BryceTheGrand
BryceTheGrand

Reputation: 663

Haskell placing putStr and putStrLn at the end of a program instead of during execution

I have a simple program that just takes a string from the user and a key and encrypts the string with a caesar cipher function. The function itself works so I won't show to source for that. The issue is that when the compiler compiles the program it will allow me to input all the getLines and then after having inputted everything the program will print all the putStr and putStrLn then close. This ONLY happens when the program is executed using "runhaskell" or compiled and executed as an exe, ie. not in the interpreter. Here is the program:

main = do

    choice <- prompt "Would you like to encrypt (1) or decrypt (2)? "

    if choice == "1" then do
        encrypt <- prompt "Enter code for encryption: "
        k       <- prompt "Enter key for the code:    "
        let key = read k in
            putStrLn     ("Encrypted message:         " ++ (caesar key encrypt)    ++ "\n")

    else do
        decrypt <- prompt "Enter code for decryption: "
        k       <- prompt "Enter key for the code:    "
        let key = read k in
            putStrLn     ("Decrypted message:         " ++ (caesar (-key) decrypt) ++ "\n")

    getLine

prompt str = do
    putStr str
    getLine

Output when run in the interpreter:

Prelude Main> main
Would you like to encrypt (1) or decrypt (2)? 1 <- the one is user input
Enter code for encryption: Hello world <- user input
Enter key for the code:    2           <- user input
Encrypted message:         Jgnnq"yqtnf <- program output

Output when executed after compilation:

1           <- user has to input before the console is printed out
Hello world <--┘
2           <--┘
Would you like to encrypt (1) or decrypt (2)? Enter code for encryption: Enter key for the code:    Encrypted message:         Jgnnq"yqtnf

Is there something about putStrLn and putStr that I am overlooking? Do they only execute as the result of a function or something?
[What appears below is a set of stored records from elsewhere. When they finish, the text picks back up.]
use crate::error::{LayoutError, Result};
use serde::{Deserialize, Serialize};
use std::fmt;

pub type GenomicPos = i64;
/// Index of an item in the caller's slice
pub type ItemRef = usize;
pub type RowIndex = u32;

/// Genomic window being laid out, `start < end`.
#[derive(Debug, Clone, Copy, PartialEq, Eq, Serialize, Deserialize)]
pub struct Window {
    start: GenomicPos,
    end: GenomicPos,
}

impl Window {
    pub fn new(start: GenomicPos, end: GenomicPos) -> Result<Self> {
        if end <= start {
            return Err(LayoutError::invalid_window(start, end));
        }
        Ok(Self { start, end })
    }

    pub fn start(&self) -> GenomicPos {
        self.start
    }

    pub fn end(&self) -> GenomicPos {
        self.end
    }

    pub fn width(&self) -> u64 {
        self.end.abs_diff(self.start)
    }

    pub fn overlaps(&self, start: GenomicPos, end: GenomicPos) -> bool {
        // zero-length features sitting on the window count
        start < self.end && (end > self.start || (start == end && start >= self.start))
    }
}

/// Half-open genomic span
#[derive(Debug, Clone, Copy, PartialEq, Eq, Hash, Serialize, Deserialize)]
pub struct Span {
    pub start: GenomicPos,
    pub end: GenomicPos,
}

impl Span {
    pub fn new(start: GenomicPos, end: GenomicPos) -> Self {
        Self { start, end }
    }
}

/// Display resolution of a track.
///
/// The packing levels are ordered finest to coarsest:
/// `Full < Pack < Squish < Dense`. `Hide` sits outside that chain and is
/// never reached by demotion.
#[derive(Debug, Clone, Copy, PartialEq, Eq, Hash, PartialOrd, Ord, Serialize, Deserialize)]
#[serde(rename_all = "lowercase")]
pub enum Visibility {
    /// One row per item, unpacked
    Full,
    /// Greedy packing at normal row height
    Pack,
    /// Greedy packing at half row height
    Squish,
    /// Every item on a single row
    Dense,
    /// Not drawn
    Hide,
}

impl Visibility {
    /// Packing levels from finest to coarsest
    pub const LEVELS: [Visibility; 4] = [
        Visibility::Full,
        Visibility::Pack,
        Visibility::Squish,
        Visibility::Dense,
    ];

    /// Next coarser level, `None` for Dense and Hide.
    pub fn demote(self) -> Option<Visibility> {
        match self {
            Visibility::Full => Some(Visibility::Pack),
            Visibility::Pack => Some(Visibility::Squish),
            Visibility::Squish => Some(Visibility::Dense),
            Visibility::Dense | Visibility::Hide => None,
        }
    }

    pub fn as_str(self) -> &'static str {
        match self {
            Visibility::Full => "full",
            Visibility::Pack => "pack",
            Visibility::Squish => "squish",
            Visibility::Dense => "dense",
            Visibility::Hide => "hide",
        }
    }
}

impl fmt::Display for Visibility {
    fn fmt(&self, f: &mut fmt::Formatter<'_>) -> fmt::Result {
        f.write_str(self.as_str())
    }
}

impl std::str::FromStr for Visibility {
    type Err = String;

    fn from_str(s: &str) -> std::result::Result<Self, Self::Err> {
        match s.trim().to_ascii_lowercase().as_str() {
            "full" => Ok(Visibility::Full),
            "pack" => Ok(Visibility::Pack),
            "squish" => Ok(Visibility::Squish),
            "dense" => Ok(Visibility::Dense),
            "hide" => Ok(Visibility::Hide),
            other => Err(format!("unknown visibility: {}", other)),
        }
    }
}

/// What the engine needs to know about a feature.
///
/// The engine never owns items; it records their index in the caller's
/// slice.
pub trait LayoutItem {
    fn start(&self) -> GenomicPos;

    fn end(&self) -> GenomicPos;

    /// Width of the item's left-hand label in pixels
    fn label_pixels(&self) -> u32 {
        0
    }

    /// Disjoint pieces that must share one row. Empty means the item is the
    /// single span `[start, end)`.
    fn pieces(&self) -> &[Span] {
        &[]
    }
}

/// A feature handed to the engine by a loading collaborator
#[derive(Debug, Clone, PartialEq, Serialize, Deserialize)]
pub struct Item<P = ()> {
    pub id: u64,
    pub start: GenomicPos,
    pub end: GenomicPos,
    pub label_pixels: u32,
    #[serde(default, skip_serializing_if = "Vec::is_empty")]
    pub pieces: Vec<Span>,
    pub payload: P,
}

impl Item<()> {
    pub fn new(id: u64, start: GenomicPos, end: GenomicPos) -> Self {
        Self {
            id,
            start,
            end,
            label_pixels: 0,
            pieces: Vec::new(),
            payload: (),
        }
    }
}

impl<P> Item<P> {
    pub fn with_label_pixels(mut self, label_pixels: u32) -> Self {
        self.label_pixels = label_pixels;
        self
    }

    /// Replace the single span with several pieces; the overall extent is
    /// widened to cover them.
    pub fn with_pieces(mut self, pieces: Vec<Span>) -> Self {
        if let (Some(lo), Some(hi)) = (
            pieces.iter().map(|p| p.start).min(),
            pieces.iter().map(|p| p.end).max(),
        ) {
            self.start = self.start.min(lo);
            self.end = self.end.max(hi);
        }
        self.pieces = pieces;
        self
    }

    pub fn with_payload<Q>(self, payload: Q) -> Item<Q> {
        Item {
            id: self.id,
            start: self.start,
            end: self.end,
            label_pixels: self.label_pixels,
            pieces: self.pieces,
            payload,
        }
    }
}

impl<P> LayoutItem for Item<P> {
    fn start(&self) -> GenomicPos {
        self.start
    }

    fn end(&self) -> GenomicPos {
        self.end
    }

    fn label_pixels(&self) -> u32 {
        self.label_pixels
    }

    fn pieces(&self) -> &[Span] {
        &self.pieces
    }
}

impl<T: LayoutItem + ?Sized> LayoutItem for &T {
    fn start(&self) -> GenomicPos {
        (**self).start()
    }

    fn end(&self) -> GenomicPos {
        (**self).end()
    }

    fn label_pixels(&self) -> u32 {
        (**self).label_pixels()
    }

    fn pieces(&self) -> &[Span] {
        (**self).pieces()
    }
}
Also, the "prompt" function I created is not the issue because I replaced all the uses of prompt with their respective putStr's and getLine's and it still did the same thing.

Upvotes: 4

Views: 1064

Answers (1)

Daniel Wagner
Daniel Wagner

Reputation: 153102

runhaskell and ghci are designed to start your program as quickly as possible, and de-emphasize the efficiency of running the program. For that reason they make many sub-optimal efficiency decisions compared to the ghc, and one that's biting you here is that they use no buffering on standard input or output by default, while ghc uses the more efficient line buffering by default. Since you never print a line ending during your prompts, in the compiled version, the buffer is not shown to the user... until you reach the putStrLn at the end of the program that prints a line ending, and the whole buffer is shown at once.

You have some choices:

  1. Explicitly request that there be no buffering. This will make your compiled program marginally slower (very unlikely to be noticed at human interaction speeds) but behave more like the interpreted version. Import System.IO and use hSetBuffering stdout NoBuffering at the beginning of main.
  2. Explicitly flush the buffer when you know you are going to pause for user input. Import System.IO and use hFlush stdout just before each call to getLine.
  3. Do output in a way that behaves the same between the two buffering modes. Use putStrLn instead of putStr everywhere.